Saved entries
--- START ---

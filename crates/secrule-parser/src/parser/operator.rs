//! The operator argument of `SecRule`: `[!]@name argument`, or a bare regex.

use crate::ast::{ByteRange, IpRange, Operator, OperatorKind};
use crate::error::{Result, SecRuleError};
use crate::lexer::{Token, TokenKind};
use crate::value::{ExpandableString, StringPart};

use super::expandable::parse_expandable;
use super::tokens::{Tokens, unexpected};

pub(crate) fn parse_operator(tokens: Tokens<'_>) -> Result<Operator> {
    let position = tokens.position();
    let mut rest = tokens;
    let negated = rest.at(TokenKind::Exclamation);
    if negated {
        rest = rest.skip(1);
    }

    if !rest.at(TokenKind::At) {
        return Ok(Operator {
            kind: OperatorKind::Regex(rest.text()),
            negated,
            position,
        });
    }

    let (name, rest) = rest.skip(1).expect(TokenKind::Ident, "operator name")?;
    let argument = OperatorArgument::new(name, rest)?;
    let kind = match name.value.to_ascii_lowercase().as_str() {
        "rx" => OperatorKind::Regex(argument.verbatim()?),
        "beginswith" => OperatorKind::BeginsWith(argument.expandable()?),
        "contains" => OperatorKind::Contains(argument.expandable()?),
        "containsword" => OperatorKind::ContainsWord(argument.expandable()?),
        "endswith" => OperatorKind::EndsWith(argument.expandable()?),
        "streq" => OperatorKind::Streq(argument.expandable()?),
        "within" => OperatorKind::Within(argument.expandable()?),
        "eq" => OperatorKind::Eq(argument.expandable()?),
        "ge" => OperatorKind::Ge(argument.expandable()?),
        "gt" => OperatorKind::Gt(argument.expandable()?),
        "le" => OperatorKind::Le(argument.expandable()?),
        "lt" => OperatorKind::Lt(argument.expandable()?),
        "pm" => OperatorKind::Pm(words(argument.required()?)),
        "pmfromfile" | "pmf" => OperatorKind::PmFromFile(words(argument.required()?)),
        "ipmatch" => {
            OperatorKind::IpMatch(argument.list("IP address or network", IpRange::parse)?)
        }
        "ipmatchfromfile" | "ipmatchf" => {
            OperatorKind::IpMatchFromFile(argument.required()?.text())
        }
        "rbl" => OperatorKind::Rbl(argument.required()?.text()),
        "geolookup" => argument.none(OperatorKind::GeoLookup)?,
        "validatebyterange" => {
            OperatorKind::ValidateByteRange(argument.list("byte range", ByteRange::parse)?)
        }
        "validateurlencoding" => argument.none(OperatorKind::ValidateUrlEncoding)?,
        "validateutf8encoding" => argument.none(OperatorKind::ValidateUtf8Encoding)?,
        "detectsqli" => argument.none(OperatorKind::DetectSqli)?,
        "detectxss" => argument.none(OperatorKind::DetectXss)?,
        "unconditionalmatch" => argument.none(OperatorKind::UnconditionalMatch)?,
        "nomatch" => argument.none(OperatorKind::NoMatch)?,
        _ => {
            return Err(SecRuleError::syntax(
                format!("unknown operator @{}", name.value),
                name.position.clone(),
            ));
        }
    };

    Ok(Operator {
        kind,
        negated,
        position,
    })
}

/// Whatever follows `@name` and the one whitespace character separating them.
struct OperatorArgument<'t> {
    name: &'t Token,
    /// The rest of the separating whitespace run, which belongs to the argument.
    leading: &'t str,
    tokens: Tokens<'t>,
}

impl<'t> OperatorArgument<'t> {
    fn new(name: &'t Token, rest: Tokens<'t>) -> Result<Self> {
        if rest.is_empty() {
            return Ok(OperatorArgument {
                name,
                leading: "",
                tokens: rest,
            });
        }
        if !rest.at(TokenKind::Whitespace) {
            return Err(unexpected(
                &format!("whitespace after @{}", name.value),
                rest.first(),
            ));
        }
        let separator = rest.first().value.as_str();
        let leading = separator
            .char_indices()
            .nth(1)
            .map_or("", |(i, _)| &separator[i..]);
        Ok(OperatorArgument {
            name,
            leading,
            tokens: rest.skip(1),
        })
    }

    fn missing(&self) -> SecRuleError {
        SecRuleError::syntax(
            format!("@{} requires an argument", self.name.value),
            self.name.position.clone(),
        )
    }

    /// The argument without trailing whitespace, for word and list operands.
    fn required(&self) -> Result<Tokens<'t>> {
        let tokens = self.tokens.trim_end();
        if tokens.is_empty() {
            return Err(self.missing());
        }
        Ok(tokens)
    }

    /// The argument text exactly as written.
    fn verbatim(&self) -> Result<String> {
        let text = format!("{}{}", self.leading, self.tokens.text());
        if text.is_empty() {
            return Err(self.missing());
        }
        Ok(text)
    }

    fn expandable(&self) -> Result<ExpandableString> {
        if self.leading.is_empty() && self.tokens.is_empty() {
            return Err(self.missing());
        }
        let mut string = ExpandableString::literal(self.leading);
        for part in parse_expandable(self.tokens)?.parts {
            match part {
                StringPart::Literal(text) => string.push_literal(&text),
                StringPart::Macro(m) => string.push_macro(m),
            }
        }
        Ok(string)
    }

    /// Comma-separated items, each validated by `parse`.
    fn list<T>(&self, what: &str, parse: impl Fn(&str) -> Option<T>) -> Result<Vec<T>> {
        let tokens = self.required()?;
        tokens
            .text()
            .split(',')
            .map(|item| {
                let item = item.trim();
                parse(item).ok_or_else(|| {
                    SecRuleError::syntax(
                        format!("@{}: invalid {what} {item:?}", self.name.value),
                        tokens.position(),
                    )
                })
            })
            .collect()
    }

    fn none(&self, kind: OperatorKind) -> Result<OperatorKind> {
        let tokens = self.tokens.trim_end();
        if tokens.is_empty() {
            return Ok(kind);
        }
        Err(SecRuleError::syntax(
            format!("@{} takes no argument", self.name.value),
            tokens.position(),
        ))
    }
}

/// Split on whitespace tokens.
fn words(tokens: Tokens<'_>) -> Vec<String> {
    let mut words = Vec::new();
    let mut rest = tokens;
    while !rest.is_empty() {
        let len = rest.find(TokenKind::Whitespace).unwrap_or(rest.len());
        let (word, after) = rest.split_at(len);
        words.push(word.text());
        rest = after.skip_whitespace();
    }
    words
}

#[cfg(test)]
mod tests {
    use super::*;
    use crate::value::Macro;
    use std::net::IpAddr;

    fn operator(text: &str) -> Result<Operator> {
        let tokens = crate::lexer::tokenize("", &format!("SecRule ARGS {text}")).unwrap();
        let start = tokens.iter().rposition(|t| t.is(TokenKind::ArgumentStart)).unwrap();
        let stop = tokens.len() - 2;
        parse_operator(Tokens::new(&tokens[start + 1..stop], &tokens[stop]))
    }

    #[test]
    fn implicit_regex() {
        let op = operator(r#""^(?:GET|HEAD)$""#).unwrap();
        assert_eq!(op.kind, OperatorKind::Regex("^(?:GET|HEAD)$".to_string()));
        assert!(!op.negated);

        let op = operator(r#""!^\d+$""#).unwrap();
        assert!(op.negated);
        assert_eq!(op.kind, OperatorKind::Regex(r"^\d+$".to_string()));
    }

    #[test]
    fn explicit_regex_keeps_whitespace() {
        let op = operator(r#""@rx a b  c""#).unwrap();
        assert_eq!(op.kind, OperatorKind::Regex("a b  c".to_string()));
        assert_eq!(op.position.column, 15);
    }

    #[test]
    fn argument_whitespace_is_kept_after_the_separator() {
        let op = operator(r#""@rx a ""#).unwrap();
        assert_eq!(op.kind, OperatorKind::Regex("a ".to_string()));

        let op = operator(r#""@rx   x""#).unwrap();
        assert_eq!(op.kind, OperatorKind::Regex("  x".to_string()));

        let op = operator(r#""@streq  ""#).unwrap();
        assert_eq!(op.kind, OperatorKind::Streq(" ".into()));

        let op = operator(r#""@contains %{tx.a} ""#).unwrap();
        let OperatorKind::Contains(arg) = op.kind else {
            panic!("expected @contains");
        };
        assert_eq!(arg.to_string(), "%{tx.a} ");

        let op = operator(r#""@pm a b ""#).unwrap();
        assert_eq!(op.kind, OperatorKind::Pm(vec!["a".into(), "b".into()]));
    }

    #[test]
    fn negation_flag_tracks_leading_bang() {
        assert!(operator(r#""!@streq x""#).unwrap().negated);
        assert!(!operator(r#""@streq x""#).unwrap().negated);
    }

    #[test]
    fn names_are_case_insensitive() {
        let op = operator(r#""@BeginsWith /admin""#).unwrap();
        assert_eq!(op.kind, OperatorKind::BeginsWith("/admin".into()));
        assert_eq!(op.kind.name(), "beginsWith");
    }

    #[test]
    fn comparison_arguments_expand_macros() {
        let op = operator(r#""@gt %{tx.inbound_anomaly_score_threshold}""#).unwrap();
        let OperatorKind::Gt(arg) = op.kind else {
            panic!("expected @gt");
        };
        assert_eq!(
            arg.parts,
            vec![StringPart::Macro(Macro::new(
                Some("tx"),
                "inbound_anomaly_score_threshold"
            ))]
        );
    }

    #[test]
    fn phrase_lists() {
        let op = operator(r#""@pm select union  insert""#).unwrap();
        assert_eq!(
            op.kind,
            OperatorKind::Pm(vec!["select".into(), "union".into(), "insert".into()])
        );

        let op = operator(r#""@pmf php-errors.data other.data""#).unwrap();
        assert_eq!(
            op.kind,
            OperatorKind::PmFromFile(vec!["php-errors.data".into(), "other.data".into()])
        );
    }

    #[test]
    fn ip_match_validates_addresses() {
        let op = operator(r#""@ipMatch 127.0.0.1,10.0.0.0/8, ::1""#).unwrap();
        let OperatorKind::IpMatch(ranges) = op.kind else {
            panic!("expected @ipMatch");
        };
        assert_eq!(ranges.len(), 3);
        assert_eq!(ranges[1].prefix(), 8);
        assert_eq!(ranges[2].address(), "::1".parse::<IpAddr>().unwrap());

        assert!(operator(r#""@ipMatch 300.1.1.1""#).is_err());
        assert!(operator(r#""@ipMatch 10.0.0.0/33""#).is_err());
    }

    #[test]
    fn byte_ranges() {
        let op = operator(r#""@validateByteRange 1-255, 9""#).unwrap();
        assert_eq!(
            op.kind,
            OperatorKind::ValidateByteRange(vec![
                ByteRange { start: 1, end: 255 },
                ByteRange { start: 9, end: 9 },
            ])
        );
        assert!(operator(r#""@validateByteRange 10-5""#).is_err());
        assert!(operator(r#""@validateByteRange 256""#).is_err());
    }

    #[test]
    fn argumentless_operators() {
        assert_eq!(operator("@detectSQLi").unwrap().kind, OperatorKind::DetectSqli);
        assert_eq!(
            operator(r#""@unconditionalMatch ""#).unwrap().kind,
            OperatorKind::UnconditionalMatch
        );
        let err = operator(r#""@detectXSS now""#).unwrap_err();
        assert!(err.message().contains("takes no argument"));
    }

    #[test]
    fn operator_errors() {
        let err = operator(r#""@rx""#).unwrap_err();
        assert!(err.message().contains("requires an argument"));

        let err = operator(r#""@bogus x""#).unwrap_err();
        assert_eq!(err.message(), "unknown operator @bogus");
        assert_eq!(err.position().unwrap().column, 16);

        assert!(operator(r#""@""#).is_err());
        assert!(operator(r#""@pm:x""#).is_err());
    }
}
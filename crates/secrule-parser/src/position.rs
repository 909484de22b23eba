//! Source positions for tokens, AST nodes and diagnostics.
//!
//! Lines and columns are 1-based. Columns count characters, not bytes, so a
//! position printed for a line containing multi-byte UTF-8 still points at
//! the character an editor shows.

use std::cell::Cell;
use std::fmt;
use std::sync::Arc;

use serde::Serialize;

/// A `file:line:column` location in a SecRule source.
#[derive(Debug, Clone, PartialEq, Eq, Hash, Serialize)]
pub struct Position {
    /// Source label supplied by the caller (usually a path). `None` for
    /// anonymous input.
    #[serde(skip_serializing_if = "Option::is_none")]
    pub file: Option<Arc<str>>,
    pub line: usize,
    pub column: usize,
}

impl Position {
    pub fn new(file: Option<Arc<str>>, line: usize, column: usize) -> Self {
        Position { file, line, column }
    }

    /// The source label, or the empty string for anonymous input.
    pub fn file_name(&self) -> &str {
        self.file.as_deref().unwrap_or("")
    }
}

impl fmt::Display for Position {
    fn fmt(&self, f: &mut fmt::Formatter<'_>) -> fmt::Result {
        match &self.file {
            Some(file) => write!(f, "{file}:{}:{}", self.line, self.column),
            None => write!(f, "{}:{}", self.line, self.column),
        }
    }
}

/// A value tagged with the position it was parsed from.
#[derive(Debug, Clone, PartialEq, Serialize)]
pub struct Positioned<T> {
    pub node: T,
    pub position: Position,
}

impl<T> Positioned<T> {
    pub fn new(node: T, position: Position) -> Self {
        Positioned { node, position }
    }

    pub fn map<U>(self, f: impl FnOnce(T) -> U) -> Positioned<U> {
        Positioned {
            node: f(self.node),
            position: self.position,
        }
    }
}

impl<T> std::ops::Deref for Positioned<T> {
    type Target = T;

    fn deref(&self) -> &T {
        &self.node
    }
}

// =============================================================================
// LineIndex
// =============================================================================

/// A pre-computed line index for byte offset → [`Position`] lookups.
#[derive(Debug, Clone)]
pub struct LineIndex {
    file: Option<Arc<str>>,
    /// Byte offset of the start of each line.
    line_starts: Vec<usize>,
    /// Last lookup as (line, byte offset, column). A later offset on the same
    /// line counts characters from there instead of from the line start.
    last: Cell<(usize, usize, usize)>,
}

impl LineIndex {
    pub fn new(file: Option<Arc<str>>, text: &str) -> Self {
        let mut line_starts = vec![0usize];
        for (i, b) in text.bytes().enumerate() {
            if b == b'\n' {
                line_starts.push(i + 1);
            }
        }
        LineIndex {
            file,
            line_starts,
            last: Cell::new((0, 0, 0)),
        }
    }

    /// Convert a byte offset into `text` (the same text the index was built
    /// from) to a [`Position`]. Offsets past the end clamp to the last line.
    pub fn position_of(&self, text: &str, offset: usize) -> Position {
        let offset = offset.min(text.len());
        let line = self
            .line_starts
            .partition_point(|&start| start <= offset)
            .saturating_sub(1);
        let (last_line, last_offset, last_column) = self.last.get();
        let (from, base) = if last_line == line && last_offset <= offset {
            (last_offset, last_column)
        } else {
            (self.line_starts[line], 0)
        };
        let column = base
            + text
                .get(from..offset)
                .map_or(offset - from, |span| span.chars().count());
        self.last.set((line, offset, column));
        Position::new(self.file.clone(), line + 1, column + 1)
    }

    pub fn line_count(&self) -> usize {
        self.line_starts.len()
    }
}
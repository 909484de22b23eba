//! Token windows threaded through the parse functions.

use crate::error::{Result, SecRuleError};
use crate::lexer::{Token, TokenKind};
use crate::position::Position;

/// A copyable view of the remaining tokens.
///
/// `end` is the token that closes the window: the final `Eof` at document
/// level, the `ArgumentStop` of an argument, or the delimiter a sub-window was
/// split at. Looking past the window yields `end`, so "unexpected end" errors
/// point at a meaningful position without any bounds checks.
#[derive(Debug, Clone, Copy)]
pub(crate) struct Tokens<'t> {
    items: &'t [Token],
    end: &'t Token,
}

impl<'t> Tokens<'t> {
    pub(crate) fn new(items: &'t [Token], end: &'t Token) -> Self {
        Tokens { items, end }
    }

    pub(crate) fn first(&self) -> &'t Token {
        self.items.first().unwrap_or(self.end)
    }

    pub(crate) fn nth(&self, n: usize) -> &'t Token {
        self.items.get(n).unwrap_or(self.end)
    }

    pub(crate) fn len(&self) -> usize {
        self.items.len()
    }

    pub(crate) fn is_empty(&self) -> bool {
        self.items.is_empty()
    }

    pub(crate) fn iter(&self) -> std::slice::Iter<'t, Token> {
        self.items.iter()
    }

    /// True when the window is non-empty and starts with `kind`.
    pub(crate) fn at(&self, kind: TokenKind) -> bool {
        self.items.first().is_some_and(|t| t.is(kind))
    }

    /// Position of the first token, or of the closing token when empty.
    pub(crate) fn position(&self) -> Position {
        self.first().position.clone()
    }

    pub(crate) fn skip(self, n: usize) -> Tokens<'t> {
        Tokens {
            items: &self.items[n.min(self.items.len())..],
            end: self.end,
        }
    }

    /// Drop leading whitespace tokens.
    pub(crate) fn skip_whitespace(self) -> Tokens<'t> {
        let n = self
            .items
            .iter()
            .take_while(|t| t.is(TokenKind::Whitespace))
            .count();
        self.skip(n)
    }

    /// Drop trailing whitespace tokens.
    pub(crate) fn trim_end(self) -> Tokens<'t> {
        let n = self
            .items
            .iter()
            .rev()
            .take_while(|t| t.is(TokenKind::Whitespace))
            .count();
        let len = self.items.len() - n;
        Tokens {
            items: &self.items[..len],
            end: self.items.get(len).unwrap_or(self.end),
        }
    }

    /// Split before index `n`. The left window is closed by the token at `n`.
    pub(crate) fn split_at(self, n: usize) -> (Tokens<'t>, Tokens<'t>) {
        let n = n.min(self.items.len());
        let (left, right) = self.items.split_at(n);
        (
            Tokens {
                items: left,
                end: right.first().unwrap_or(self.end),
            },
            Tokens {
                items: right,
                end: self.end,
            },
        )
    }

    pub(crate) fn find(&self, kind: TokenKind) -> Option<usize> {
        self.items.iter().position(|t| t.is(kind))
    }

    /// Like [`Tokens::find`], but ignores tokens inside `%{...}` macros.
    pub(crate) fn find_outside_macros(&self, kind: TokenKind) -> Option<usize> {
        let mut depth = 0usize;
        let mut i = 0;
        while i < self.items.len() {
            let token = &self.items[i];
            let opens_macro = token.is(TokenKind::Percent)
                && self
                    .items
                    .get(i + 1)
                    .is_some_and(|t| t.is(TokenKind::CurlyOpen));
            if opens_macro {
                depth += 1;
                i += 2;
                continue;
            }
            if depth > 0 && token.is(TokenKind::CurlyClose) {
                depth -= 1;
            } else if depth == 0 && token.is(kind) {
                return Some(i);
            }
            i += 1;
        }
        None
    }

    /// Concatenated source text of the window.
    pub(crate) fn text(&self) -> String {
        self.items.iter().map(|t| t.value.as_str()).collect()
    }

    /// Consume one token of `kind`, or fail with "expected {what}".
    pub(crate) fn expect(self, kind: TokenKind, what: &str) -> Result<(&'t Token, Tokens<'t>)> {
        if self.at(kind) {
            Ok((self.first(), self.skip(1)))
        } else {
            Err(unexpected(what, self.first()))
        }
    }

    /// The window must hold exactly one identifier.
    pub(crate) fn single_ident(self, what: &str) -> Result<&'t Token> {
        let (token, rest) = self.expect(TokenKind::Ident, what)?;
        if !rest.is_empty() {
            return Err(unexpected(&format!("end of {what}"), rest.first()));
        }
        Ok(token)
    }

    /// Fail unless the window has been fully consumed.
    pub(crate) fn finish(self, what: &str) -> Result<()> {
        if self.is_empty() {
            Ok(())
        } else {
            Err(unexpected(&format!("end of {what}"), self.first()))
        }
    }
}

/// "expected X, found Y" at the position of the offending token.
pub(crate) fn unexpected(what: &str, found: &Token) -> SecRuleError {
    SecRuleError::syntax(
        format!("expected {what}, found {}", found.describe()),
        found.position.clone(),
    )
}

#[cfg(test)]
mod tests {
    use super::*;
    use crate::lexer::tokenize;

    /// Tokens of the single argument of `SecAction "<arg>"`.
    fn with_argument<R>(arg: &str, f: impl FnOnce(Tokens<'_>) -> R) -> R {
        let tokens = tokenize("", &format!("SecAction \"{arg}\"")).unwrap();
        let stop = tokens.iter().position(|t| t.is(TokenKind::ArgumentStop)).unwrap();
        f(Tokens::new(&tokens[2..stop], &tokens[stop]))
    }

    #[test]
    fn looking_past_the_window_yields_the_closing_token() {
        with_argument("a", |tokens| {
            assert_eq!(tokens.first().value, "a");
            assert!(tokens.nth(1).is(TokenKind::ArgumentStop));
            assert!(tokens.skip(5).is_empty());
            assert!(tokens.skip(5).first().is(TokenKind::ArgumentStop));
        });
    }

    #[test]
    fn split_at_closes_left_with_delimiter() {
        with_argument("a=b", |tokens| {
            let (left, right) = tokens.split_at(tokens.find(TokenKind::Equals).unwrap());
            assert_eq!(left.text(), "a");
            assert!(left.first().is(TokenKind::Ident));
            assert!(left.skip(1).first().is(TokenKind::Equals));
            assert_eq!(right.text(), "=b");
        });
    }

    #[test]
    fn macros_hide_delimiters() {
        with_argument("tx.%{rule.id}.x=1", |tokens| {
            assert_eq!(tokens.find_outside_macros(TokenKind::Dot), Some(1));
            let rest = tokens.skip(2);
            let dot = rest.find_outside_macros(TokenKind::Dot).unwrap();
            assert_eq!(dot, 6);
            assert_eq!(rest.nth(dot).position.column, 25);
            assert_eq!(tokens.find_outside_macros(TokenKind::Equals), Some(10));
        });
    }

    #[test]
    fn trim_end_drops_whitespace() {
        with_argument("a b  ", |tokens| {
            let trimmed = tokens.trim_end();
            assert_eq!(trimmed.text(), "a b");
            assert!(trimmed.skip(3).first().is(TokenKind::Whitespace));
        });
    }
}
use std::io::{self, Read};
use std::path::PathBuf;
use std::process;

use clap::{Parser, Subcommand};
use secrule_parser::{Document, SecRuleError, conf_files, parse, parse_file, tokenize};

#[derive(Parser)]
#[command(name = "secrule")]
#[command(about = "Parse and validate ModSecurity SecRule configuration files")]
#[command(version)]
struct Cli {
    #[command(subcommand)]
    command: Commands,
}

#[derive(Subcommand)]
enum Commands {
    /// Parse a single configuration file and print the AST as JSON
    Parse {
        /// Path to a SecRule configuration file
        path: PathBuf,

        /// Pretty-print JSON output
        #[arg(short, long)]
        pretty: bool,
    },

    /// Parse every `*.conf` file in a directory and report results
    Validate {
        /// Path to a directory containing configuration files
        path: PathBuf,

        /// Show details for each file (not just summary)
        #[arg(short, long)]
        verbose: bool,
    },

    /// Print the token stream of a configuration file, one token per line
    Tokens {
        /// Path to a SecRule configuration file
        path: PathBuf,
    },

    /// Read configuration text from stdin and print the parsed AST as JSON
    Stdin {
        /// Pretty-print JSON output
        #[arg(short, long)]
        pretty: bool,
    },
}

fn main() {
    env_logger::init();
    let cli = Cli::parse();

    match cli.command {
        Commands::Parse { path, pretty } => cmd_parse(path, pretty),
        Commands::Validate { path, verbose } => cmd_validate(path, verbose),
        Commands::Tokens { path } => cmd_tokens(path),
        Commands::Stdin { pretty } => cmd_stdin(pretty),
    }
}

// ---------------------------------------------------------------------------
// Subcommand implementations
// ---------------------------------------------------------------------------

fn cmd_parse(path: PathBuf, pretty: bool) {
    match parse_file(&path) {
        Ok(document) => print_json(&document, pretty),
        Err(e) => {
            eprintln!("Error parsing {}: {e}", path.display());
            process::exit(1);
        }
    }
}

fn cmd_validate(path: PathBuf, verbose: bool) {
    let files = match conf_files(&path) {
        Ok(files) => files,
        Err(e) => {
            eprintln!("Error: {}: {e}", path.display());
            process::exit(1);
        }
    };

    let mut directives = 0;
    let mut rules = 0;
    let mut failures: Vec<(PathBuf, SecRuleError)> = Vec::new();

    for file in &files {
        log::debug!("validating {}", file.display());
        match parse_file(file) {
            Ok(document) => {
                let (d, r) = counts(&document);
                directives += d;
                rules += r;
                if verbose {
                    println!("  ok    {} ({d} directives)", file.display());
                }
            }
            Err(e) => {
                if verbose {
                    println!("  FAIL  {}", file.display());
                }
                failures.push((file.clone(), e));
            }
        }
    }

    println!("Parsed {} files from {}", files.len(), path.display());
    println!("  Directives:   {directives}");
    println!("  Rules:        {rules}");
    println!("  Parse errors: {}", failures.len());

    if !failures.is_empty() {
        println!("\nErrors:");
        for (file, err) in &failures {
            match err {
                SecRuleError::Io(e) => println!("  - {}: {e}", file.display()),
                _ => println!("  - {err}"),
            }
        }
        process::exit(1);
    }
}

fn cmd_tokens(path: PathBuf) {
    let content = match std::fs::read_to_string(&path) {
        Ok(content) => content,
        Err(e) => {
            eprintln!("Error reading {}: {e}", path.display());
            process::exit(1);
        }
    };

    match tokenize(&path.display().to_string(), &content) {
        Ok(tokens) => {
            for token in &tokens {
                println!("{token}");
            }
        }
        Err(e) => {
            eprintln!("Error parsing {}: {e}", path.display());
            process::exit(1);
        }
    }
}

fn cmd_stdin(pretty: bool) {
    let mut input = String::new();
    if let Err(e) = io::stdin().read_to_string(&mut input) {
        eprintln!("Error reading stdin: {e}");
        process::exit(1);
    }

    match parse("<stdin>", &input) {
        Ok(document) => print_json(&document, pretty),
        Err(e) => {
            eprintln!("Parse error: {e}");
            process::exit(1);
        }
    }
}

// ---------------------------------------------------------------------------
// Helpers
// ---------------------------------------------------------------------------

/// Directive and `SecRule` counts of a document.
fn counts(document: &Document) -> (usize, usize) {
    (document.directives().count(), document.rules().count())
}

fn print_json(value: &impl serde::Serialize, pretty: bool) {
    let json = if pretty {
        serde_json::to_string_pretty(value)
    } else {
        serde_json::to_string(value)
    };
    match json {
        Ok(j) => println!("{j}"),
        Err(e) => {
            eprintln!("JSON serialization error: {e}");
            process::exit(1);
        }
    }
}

--- END ---

What is expected = With "syntax" as the string to match, show every line of the entries above that has it.

Result of the task =
            return Err(SecRuleError::syntax(
        SecRuleError::syntax(
                    SecRuleError::syntax(
        Err(SecRuleError::syntax(
    SecRuleError::syntax(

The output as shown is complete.